L’Algérie ne veut plus s’asseoir autour de la table des négociations, comme le lui demande l’Organisation des Nations Unies, pour résoudre le conflit saharien, sous prétexte qu’elle n’est pas concernée. Le communiqué de la présidence dévoile tout le contraire, qu’elle en est l’instigatrice, la responsable et la bénéficiaire. La présidence algérienne qualifie la position souveraine prise par l’Espagne, dans un cadre bilatéral avec le Maroc, de violation des obligations juridique morale et politique, de Madrid.

Face à cette attaque frontale, Madrid a réagi au communiqué algérien en regrettant cette annonce, et en réaffirmant que l’Espagne considère l’Algérie comme un pays voisin et ami, et réitère sa disponibilité entière pour continuer à maintenir et à développer les relations spéciales de coopération entre les deux pays. Mais ce langage, tout feutré et diplomatique qu’il est, peut-il être bien compris par les militaires algériens qui ne perçoivent la relation avec l’autre que dans la l’hostilité et la confrontation. ?

C’est effectivement sous cet aspect que l’Union Européenne a mis en garde le 10 juin les autorités algériennes contre les conséquences des restrictions commerciales imposées à l’Espagne, menaçant même Alger de mesures de rétorsion si aucune solution n’est trouvée pour régler ce contentieux. Dans un communiqué commun, le chef de la diplomatie de l’UE, et le vice-président de la Commission du commerce, ont jugé la décision algérienne extrêmement préoccupante.

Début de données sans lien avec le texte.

#![cfg(feature = "storage-rocksdb")]

mod common;

use assert_cmd::cargo_bin;
use common::{ORDERS_HEADER, SUBMISSIONS_HEADER, write_temp};
use std::process::Command;
use tempfile::tempdir;

#[test]
fn test_rocksdb_payment_state_survives_restart() {
    let dir = tempdir().unwrap();
    let db_path = dir.path().join("test_db");

    // 1. First run: charge order 1001
    let orders = write_temp(&[ORDERS_HEADER, "1001,wc_order_1001,10.00,USD"]);
    let submissions = write_temp(&[SUBMISSIONS_HEADER, "1001,,tok_valid,,,,,,,"]);

    let mut cmd1 = Command::new(cargo_bin!("cardgate"));
    cmd1.args(["--simulate", "--settings", "tests/fixtures/settings.json"])
        .arg("--db-path")
        .arg(&db_path)
        .arg("submit")
        .arg(submissions.path())
        .arg("--orders")
        .arg(orders.path());

    let output1 = cmd1.output().expect("Failed to execute command");
    assert!(output1.status.success());
    let stdout1 = String::from_utf8_lossy(&output1.stdout);
    assert!(stdout1.contains("1001,success,"));

    // 2. Second run: list orders from the same DB without reloading them
    let mut cmd2 = Command::new(cargo_bin!("cardgate"));
    cmd2.arg("--db-path").arg(&db_path).arg("orders");

    let output2 = cmd2.output().expect("Failed to execute command");
    assert!(output2.status.success());
    let stdout2 = String::from_utf8_lossy(&output2.stdout);
    assert!(stdout2.contains("1001,processing,ch_sim_000001,true,0.59"));

    // 3. Third run: a repeated submission is refused without a second charge
    let mut cmd3 = Command::new(cargo_bin!("cardgate"));
    cmd3.args(["--simulate", "--settings", "tests/fixtures/settings.json"])
        .arg("--db-path")
        .arg(&db_path)
        .arg("submit")
        .arg(submissions.path());

    let output3 = cmd3.output().expect("Failed to execute command");
    assert!(output3.status.success());
    let stdout3 = String::from_utf8_lossy(&output3.stdout);
    assert!(stdout3.contains("1001,failure,,This order has already been paid."));
}
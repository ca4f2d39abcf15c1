use crate::error::GatewayError;
use rust_decimal::Decimal;
use rust_decimal::prelude::ToPrimitive;
use serde::{Deserialize, Serialize};

#[derive(Debug, Serialize, Deserialize, PartialEq, Eq, Clone, Copy, Default)]
#[serde(rename_all = "kebab-case")]
pub enum OrderStatus {
    #[default]
    Pending,
    Processing,
    OnHold,
    Completed,
    Failed,
}

impl OrderStatus {
    pub fn as_str(&self) -> &'static str {
        match self {
            OrderStatus::Pending => "pending",
            OrderStatus::Processing => "processing",
            OrderStatus::OnHold => "on-hold",
            OrderStatus::Completed => "completed",
            OrderStatus::Failed => "failed",
        }
    }
}

#[derive(Debug, Serialize, Deserialize, PartialEq, Clone, Default)]
pub struct BillingAddress {
    pub first_name: String,
    pub last_name: String,
    pub address_1: String,
    pub address_2: String,
    pub city: String,
    pub state: String,
    pub postcode: String,
    pub country: String,
}

impl BillingAddress {
    pub fn full_name(&self) -> String {
        format!("{} {}", self.first_name, self.last_name)
    }
}

/// Payment fields this gateway writes on an order.
#[derive(Debug, Serialize, Deserialize, PartialEq, Clone, Default)]
pub struct PaymentMeta {
    /// `true` when the charge settled funds, `false` for an authorize-only hold.
    pub capture: Option<bool>,
    /// Processor fee in major units, two decimals.
    pub processor_fee: Option<String>,
    pub transaction_id: Option<String>,
}

/// A purchase record owned by the host store.
#[derive(Debug, Serialize, Deserialize, PartialEq, Clone)]
pub struct Order {
    pub id: u64,
    pub order_key: String,
    pub total: Decimal,
    pub currency: String,
    pub billing: BillingAddress,
    pub status: OrderStatus,
    pub payment: PaymentMeta,
}

impl Order {
    pub fn new(id: u64, order_key: impl Into<String>, total: Decimal, currency: impl Into<String>) -> Self {
        Self {
            id,
            order_key: order_key.into(),
            total,
            currency: currency.into(),
            billing: BillingAddress::default(),
            status: OrderStatus::Pending,
            payment: PaymentMeta::default(),
        }
    }

    /// Only pending or previously failed orders may be charged.
    pub fn needs_payment(&self) -> bool {
        matches!(self.status, OrderStatus::Pending | OrderStatus::Failed)
    }

    /// Order total in minor currency units, rounded half-even.
    pub fn amount_minor(&self) -> Result<i64, GatewayError> {
        let minor = self
            .total
            .checked_mul(Decimal::ONE_HUNDRED)
            .map(|minor| minor.round());
        match minor.and_then(|minor| minor.to_i64()) {
            Some(amount) if amount > 0 => Ok(amount),
            _ => Err(GatewayError::ValidationError(format!(
                "Order {} has an invalid total {}",
                self.id, self.total
            ))),
        }
    }

    /// Records a successful charge and moves the order to processing.
    pub fn mark_paid(&mut self, transaction_id: String, capture: bool, fee: Option<i64>) {
        self.payment.capture = Some(capture);
        if let Some(fee) = fee {
            self.payment.processor_fee = Some(format_fee(fee));
        }
        self.payment.transaction_id = Some(transaction_id);
        self.status = OrderStatus::Processing;
    }
}

/// Formats a minor-unit fee as a two-decimal major-unit string.
pub fn format_fee(fee: i64) -> String {
    format!("{:.2}", Decimal::new(fee, 2))
}
//! Adapters for the domain ports.

pub mod http;
pub mod in_memory;
#[cfg(feature = "storage-rocksdb")]
pub mod rocksdb;
pub mod simulated;
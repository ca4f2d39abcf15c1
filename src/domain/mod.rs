//! Domain types and the ports the application layer talks through.

pub mod charge;
pub mod checkout;
pub mod order;
pub mod ports;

Face à cette position ferme de Bruxelles, qui s’est inscrite dans un registre strictement économique pour préserver ses relations avec Alger, le gouvernement algérien a délégué cette fois-ci à sa Mission auprès de l’Union Européenne de formuler la réponse alors que son communiqué initial émanait de la présidence. De Bruxelles, Alger déplore la précipitation avec laquelle la Commission européenne s’est rangée du côté de Madrid.

Le ton du communiqué algérien a diamétralement changé comme par miracle. S’agissant de la prétendue mesure d’arrêt par le gouvernement d’Alger les transactions courantes avec un partenaire européen qu’est l’Espagne, le communiqué annonce naïvement qu’elle "n’existe en fait que dans l’esprit de ceux qui la revendiquent et de ceux qui se sont empressés de la stigmatiser."

C’est certainement parce que l’UE l’a exigé, que le communiqué algérien a rassuré sur la poursuite des livraisons de gaz à l’Espagne qui continuera comme prévu, alors que les responsables algériens ne cessaient de menacer de couper des gazoducs ou d’augmenter des prix, jouant ainsi avec les nerfs de ses partenaires et de ses clients espagnols.

Pour des raisons psychologiques propres à leur histoire, les responsables algériens, obligés d’avaler une couleuvre de plus, ne laisseront pas passer cette humiliation. Ils feront tout pour rendre la vie difficile au gouvernement Sanchez tant que ce dernier est au pouvoir. Ils mobiliseront leurs alliés de la gauche à la droite extrême, et les membres du polisario qui portent la nationalité espagnole, pour le déstabiliser davantage. Ils joueront les Italiens contre les Espagnols pour favoriser les premiers. C’est leur sport favori et c’est aussi leur ADN.